PPS Pilot Follow-up Meeting Minutes Tue 11 Nov 2008

  • Date: Tue 11 Nov 2008
  • Agenda: 42943
  • Description: pilot of Cream CE: check-point
  • Chair: Antonio Retico

Attendance

  • PPS: Antonio Retico
  • CMS: Enzo Miiccio
  • Alice: Apoligise
  • BARI: Absent
  • CERN: Ulrich Schwickerath
  • CNAF: Absent
  • PADOVA: Sara Bertocco
  • FZK: Angela Poschlad
  • JRA1/Cream/WMS: Massimo Sgaravatto;
  • SA3: Alessio Gianelle

Review of action items (tasks)

Status of the subtasks of TASK:7981 : "Set-up and run Cream CE Pilot (Phase2)" (see them in the PPS tracker )

Notes:

TASK:7139 : Install a Cream CE at CNAF-PPS - In progress - 28d - 90% - last update: 15/7


TASK:7157 : Verify behaviour of CreamCE in nagios - In progress - 7d - 10% - last update: 7/11

Antonio:

  1. Karolis at Cern has started working on dedicated tests for Cream in Nagios.
  2. Konstantin is working to a "centralised" instance of Nagios, which shows among others, also the test available from SAM. This system uses the topology from the SAM DB, which in turns extracts it from GOCDB and the BDII (via the bdii2opracle script).

the bdii2oracle script makes the assumption that a site (not necessarily its services) has to be registered in the GOCDB, otherwise the information published is discarded. That's why the CREAM CEs at Padova and Bari are not visible.

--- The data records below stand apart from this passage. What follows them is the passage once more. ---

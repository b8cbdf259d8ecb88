//! Scripted catalog API for integration tests
//!
//! Answers each request from a fixed route table and records what it
//! received, so tests can assert on method, headers and body.
//!
//! ```ignore
//! let catalog = MockCatalog::new()
//!     .ok(Method::GET, "/api/v1/category", json!({"status": "success", "payload": []}))
//!     .start()
//!     .await?;
//! let client = ClientConfig::new(catalog.base_url()).build_client()?;
//! ```

use axum::{
    Json, Router,
    body::{Bytes, to_bytes},
    extract::{Request, State},
    http::HeaderMap,
    response::{IntoResponse, Response},
};
use parking_lot::Mutex;
use serde_json::{Value, json};
use std::net::SocketAddr;
use std::sync::Arc;
use tokio::net::TcpListener;
use tokio::task::JoinHandle;

pub use axum::http::{Method, StatusCode};

/// A request as the mock received it
#[derive(Debug, Clone)]
pub struct Recorded {
    pub method: Method,
    pub path: String,
    pub headers: HeaderMap,
    pub body: Bytes,
}

impl Recorded {
    pub fn header(&self, name: &str) -> Option<&str> {
        self.headers.get(name).and_then(|v| v.to_str().ok())
    }

    /// Body as text, lossy for binary parts
    pub fn text(&self) -> String {
        String::from_utf8_lossy(&self.body).into_owned()
    }

    /// Body parsed as JSON, `null` when it is not JSON
    pub fn json(&self) -> Value {
        serde_json::from_slice(&self.body).unwrap_or(Value::Null)
    }

    pub fn is(&self, method: Method, path: &str) -> bool {
        self.method == method && self.path == path
    }
}

#[derive(Debug, Clone)]
struct Route {
    method: Method,
    path: String,
    status: StatusCode,
    body: Value,
}

struct MockState {
    routes: Vec<Route>,
    requests: Mutex<Vec<Recorded>>,
}

/// Route table of a mock catalog, before it is started
#[derive(Debug, Default)]
pub struct MockCatalog {
    routes: Vec<Route>,
}

impl MockCatalog {
    pub fn new() -> Self {
        Self::default()
    }

    /// Answer `method path` with `status` and a JSON body
    pub fn route(
        mut self,
        method: Method,
        path: impl Into<String>,
        status: StatusCode,
        body: Value,
    ) -> Self {
        self.routes.push(Route {
            method,
            path: path.into(),
            status,
            body,
        });
        self
    }

    /// Answer `method path` with `200 OK`
    pub fn ok(self, method: Method, path: impl Into<String>, body: Value) -> Self {
        self.route(method, path, StatusCode::OK, body)
    }

    /// Bind an ephemeral local port and start serving
    pub async fn start(self) -> std::io::Result<RunningCatalog> {
        let listener = TcpListener::bind("127.0.0.1:0").await?;
        let addr = listener.local_addr()?;

        let state = Arc::new(MockState {
            routes: self.routes,
            requests: Mutex::new(Vec::new()),
        });
        let app = Router::new().fallback(answer).with_state(state.clone());

        let task = tokio::spawn(async move {
            if let Err(e) = axum::serve(listener, app).await {
                tracing::error!(error = %e, "Mock catalog stopped");
            }
        });

        Ok(RunningCatalog { addr, state, task })
    }
}

/// A mock catalog serving on a local port; stops when dropped
pub struct RunningCatalog {
    addr: SocketAddr,
    state: Arc<MockState>,
    task: JoinHandle<()>,
}

impl RunningCatalog {
    pub fn base_url(&self) -> String {
        format!("http://{}", self.addr)
    }

    /// Requests received so far, in arrival order
    pub fn requests(&self) -> Vec<Recorded> {
        self.state.requests.lock().clone()
    }
}

impl Drop for RunningCatalog {
    fn drop(&mut self) {
        self.task.abort();
    }
}

async fn answer(State(state): State<Arc<MockState>>, request: Request) -> Response {
    let (parts, body) = request.into_parts();
    let body = match to_bytes(body, usize::MAX).await {
        Ok(bytes) => bytes,
        Err(e) => return (StatusCode::BAD_REQUEST, e.to_string()).into_response(),
    };

    let path = parts.uri.path().to_string();
    let route = state
        .routes
        .iter()
        .find(|r| r.method == parts.method && r.path == path)
        .cloned();

    state.requests.lock().push(Recorded {
        method: parts.method,
        path,
        headers: parts.headers,
        body,
    });

    match route {
        Some(route) => (route.status, Json(route.body)).into_response(),
        None => (
            StatusCode::NOT_FOUND,
            Json(json!({"status": "error", "message": "no route"})),
        )
            .into_response(),
    }
}

#[cfg(test)]
mod tests {
    use super::*;
    use axum::body::Body;

    fn state(routes: Vec<Route>) -> Arc<MockState> {
        Arc::new(MockState {
            routes,
            requests: Mutex::new(Vec::new()),
        })
    }

    #[tokio::test]
    async fn test_answers_from_route_table() {
        let state = state(vec![Route {
            method: Method::POST,
            path: "/api/v1/product".into(),
            status: StatusCode::CREATED,
            body: json!({"status": "success"}),
        }]);
        let request = axum::http::Request::builder()
            .method(Method::POST)
            .uri("/api/v1/product?draft=1")
            .header("authorization", "Bearer t")
            .body(Body::from(r#"{"title":"Mug"}"#))
            .unwrap();

        let response = answer(State(state.clone()), request).await;
        assert_eq!(response.status(), StatusCode::CREATED);

        let recorded = state.requests.lock()[0].clone();
        assert!(recorded.is(Method::POST, "/api/v1/product"));
        assert_eq!(recorded.header("authorization"), Some("Bearer t"));
        assert_eq!(recorded.json()["title"], "Mug");
    }

    #[tokio::test]
    async fn test_unknown_route_is_not_found() {
        let state = state(Vec::new());
        let request = axum::http::Request::builder()
            .uri("/missing")
            .body(Body::empty())
            .unwrap();

        let response = answer(State(state.clone()), request).await;
        assert_eq!(response.status(), StatusCode::NOT_FOUND);
        assert_eq!(state.requests.lock().len(), 1);
        assert_eq!(state.requests.lock()[0].json(), Value::Null);
    }
}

In theory Nagios could extract these sites from the info system but this would be an exception not relevant for production, and the diversity of sources of topology could make the debugging quite difficult

A solution would be to create one or more dummy sites in GOC DB at this purpose. To be discussed


TASK:7427 : Configure FCR in PPS to handle CREAM-CE - 0% - last update: -

Antonio: We didn't start because it depends on SAM working well


TASK:7986 : Install a Cream CE at FZK-PPS - In progress - 0% - 28 d - last update: 8/10

Angela: We had issues installing the service, and we couldn't find the time to report them to Massimo.

Antonio invites to report the issues as soon as possible to the developers, because one of the goals of the pilot is to have installation issues sorted out.

Status and results of the pilot service (by VOs and sites)

CMS:

CMS submitted production jobs gradually increasing the submission rate . They started seeing problems at a rate of 20jobs/min (~14000 jobs/day)

Massimo: The performance rates can be improved. One cause of the performance issue has been identified in the proxy delegation mechanism. This is confirmed by tests done by Alessio where the automatic delegation was disabled. This issue is being addressed both as a quick fix and within the design of the new proxy renewal mechanism (the proper one). The high failure rate is still a concern.

Alessio's test results (received after the meeting):

  • test duration: 161 h 16 min (~7days)
  • #jobs submitted: 319.480 (7987 collections of 40)
  • rate: 33 jobs/min (~47500 jobs/day) (*)
jobs Success: ~94%

(*) The queue in ICE was often empty, so the rate could be increased but the high failure rate has to be addressed first

Enzo pointed out that during a stress test of the WMS a submission rate of 50000 jobs/day was reached and sustained. So CMS expects to see similar performances using the ICE-CREAM submission chain


Alice (some news reported by Antonio):

Sites have been invited again to install cream at the last ops meeting: No feedback on installations was received from the sites though so far

Status and results of the development (by developers)

PATCH:2147 now in PPS . Massimo confirms that this fix is already deployed in the pilot

Massimo: A new tag for the pilot is in preparation which should contain the fixes developed so far, specifically the workaround for the proxy renewal (PATCH:2552). The tag should be available in the next days for the sites to install.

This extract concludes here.